The Art Newspaper’s long-standing correspondent, Martin Bailey, has been awarded an MBE in the Queen’s Birthday Honours List “for services to art history and journalism”. The honour coincides with The Art Newspaper’s own 30th birthday celebrations.
Leading figures in the arts world who have also received honours include painter Frank Bowling (Knight Batchelor); Vikki Heywood, formerly the chair of the Royal Society of Arts and director of the Royal Shakespeare Company (Dame); the artist and printmaker Frances Walker (CBE); the sculptor Rebecca Warren (OBE); the artist Matthew Burrows, who set up “Artist Support Pledge” during Covid-19 (MBE); Sally Shaw, the director of Firstsite, Colchester (MBE); Donna Lynas, the director of Wysing Arts Centre (MBE); Denise Blake-Roberts, the director and curator of Wedgwood Museums Trust (MBE); and Georgina Nayler, the deputy chair of Pitzhanger Manor and Gallery Trust (MBE).
Bailey, who previously worked for the Observer, has contributed to The Art Newspaper every month since 1993 (just three years after the paper’s founding by Anna Somers Cocks). He played a crucial role in developing the publication’s investigative approach. Subjects he has tackled range from Nazi-era loot (including the Benevento Missal, which was returned by the British Library to the Italian cathedral) to Van Gogh fakes.
He is universally respected in the art world—not only for his meticulous approach to facts and figures and his finely-honed investigative skills, but also for his courtesy in pursuing stories.
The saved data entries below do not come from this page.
//! Quota parameters per tier.

use std::{borrow::Cow, collections::BTreeMap, time::Duration};

use config::{Tier, TierQuota};

/// Quota of a single tier.
#[derive(Debug, Clone, PartialEq, Eq)]
pub struct TierConfig {
    /// Operations allowed per window.
    pub points: u32,
    /// Length of the base window.
    pub duration: Duration,
    /// Punitive window applied once the quota is exceeded.
    pub block_duration: Option<Duration>,
    /// Namespace prepended to every key of the tier.
    pub key_prefix: Cow<'static, str>,
}

impl TierConfig {
    /// The block duration, if one applies. A zero block never trips.
    pub fn block(&self) -> Option<Duration> {
        self.block_duration.filter(|block| !block.is_zero())
    }

    /// Built-in quota of a tier.
    pub fn builtin(tier: Tier) -> Self {
        let (points, duration, block, key_prefix) = match tier {
            Tier::GetStandard => (120, 60, None, "rl:get:standard:"),
            Tier::GetSearch => (30, 60, None, "rl:get:search:"),
            Tier::MutateStandard => (30, 60, None, "rl:mutate:standard:"),
            Tier::MutateContent => (20, 60, Some(120), "rl:mutate:content:"),
            Tier::MutateThought => (3, 60, Some(300), "rl:mutate:thought:"),
            Tier::InteractionLike => (120, 60, None, "rl:interaction:like:"),
            Tier::InteractionNotificationUpdate => (60, 60, None, "rl:interaction:notification:"),
        };

        Self {
            points,
            duration: Duration::from_secs(duration),
            block_duration: block.map(Duration::from_secs),
            key_prefix: Cow::Borrowed(key_prefix),
        }
    }

    fn with_override(tier: Tier, quota: &TierQuota) -> Self {
        let builtin = Self::builtin(tier);

        Self {
            points: quota.points,
            duration: quota.duration,
            block_duration: quota.block_duration,
            key_prefix: quota
                .key_prefix
                .clone()
                .map(Cow::Owned)
                .unwrap_or(builtin.key_prefix),
        }
    }
}

/// Fixed table from tier to quota, built once at startup.
#[derive(Debug, Clone)]
pub struct TierRegistry {
    configs: [TierConfig; Tier::COUNT],
}

impl TierRegistry {
    /// The built-in quotas.
    pub fn builtin() -> Self {
        Self::from_overrides(&BTreeMap::new())
    }

    /// Built-in quotas with the configured overrides applied.
    pub fn from_overrides(overrides: &BTreeMap<Tier, TierQuota>) -> Self {
        let configs = Tier::ALL.map(|tier| match overrides.get(&tier) {
            Some(quota) => TierConfig::with_override(tier, quota),
            None => TierConfig::builtin(tier),
        });

        Self { configs }
    }

    /// Quota of the given tier.
    pub fn get(&self, tier: Tier) -> &TierConfig {
        &self.configs[tier.index()]
    }
}

impl Default for TierRegistry {
    fn default() -> Self {
        Self::builtin()
    }
}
Nicholas Serota, the chair of Arts Council England and former Tate director, says: “Martin Bailey is an exceptional and assiduous researcher who has been breaking stories in the art world for 30 years. He has made some remarkable art historical discoveries, but has also thrown light on the practices of the commercial sector and museums in a way that has made the workings of the art world very much more transparent. I am delighted that his contribution to arts journalism has been recognised in the Birthday Honours”
Incisive reporting by Bailey and The Art Newspaper has over the years helped encourage museums and arts organisations to become more responsive to serious journalistic questioning of their activities. This summer it was, naturally, Bailey (with his economist background) who discovered that the Creative Industries Federation had published incorrect figures about the impact of Covid-19 on the museum sector, thus inadvertently vastly underestimating the financial disaster museums now face.
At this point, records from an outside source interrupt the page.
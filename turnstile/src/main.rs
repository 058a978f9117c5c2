use std::net::{Ipv4Addr, SocketAddr, SocketAddrV4};

use args::Args;
use axum::Router;
use clap::Parser;
use config::{Config, Tier};
use rate_limit::{Classifier, TierRegistry};
use server::ServeConfig;

mod args;
mod logger;

#[tokio::main]
async fn main() -> anyhow::Result<()> {
    let args = Args::parse();
    let config = args.config()?;

    if args.check {
        return check(&config);
    }

    logger::init(&args);

    let _telemetry = telemetry::init(&config.telemetry).await?;

    if let Err(e) = server::serve(serve_config(&args, config)).await {
        log::error!("Server failed to start: {e}");
        std::process::exit(1);
    }

    Ok(())
}

/// Standalone deployments only answer forward-auth requests, so no application
/// routes are mounted.
fn serve_config(args: &Args, config: Config) -> ServeConfig {
    let listen_address = args
        .listen_address
        .or(config.server.listen_address)
        .unwrap_or(SocketAddr::V4(SocketAddrV4::new(Ipv4Addr::new(127, 0, 0, 1), 6000)));

    ServeConfig {
        listen_address,
        config,
        application: Router::new(),
    }
}

/// Reports what a server started with `config` would enforce.
fn check(config: &Config) -> anyhow::Result<()> {
    for warning in config.validate()? {
        println!("warning: {warning}");
    }

    Classifier::from_config(&config.rate_limit.routes)?;

    let registry = TierRegistry::from_overrides(&config.rate_limit.tiers);

    println!("{:<32} {:>6} {:>8} {:>8}", "tier", "points", "window", "block");

    for tier in Tier::ALL {
        let quota = registry.get(tier);
        let window = format!("{}s", quota.duration.as_secs());
        let block = quota.block().map(|block| format!("{}s", block.as_secs()));

        println!(
            "{:<32} {:>6} {:>8} {:>8}",
            tier.as_str(),
            quota.points,
            window,
            block.as_deref().unwrap_or("-"),
        );
    }

    Ok(())
}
As a Van Gogh specialist, Bailey has written many books, with the most recent ones published by Quarto/Frances Lincoln/White Lion. These include Starry Night: Van Gogh at the Asylum and Living with Vincent van Gogh: the Homes & Landscapes that Shaped the Artist.
Bailey has worked as a curator on several exhibitions, including Tate’s Van Gogh and Britain last year, which attracted 422,000 visitors. He also writes the weekly blog Adventures with Van Gogh for The Art Newspaper, demonstrating both his inexhaustible knowledge of the artist and his understanding of audiences' appetite for stories backed by impeccable research.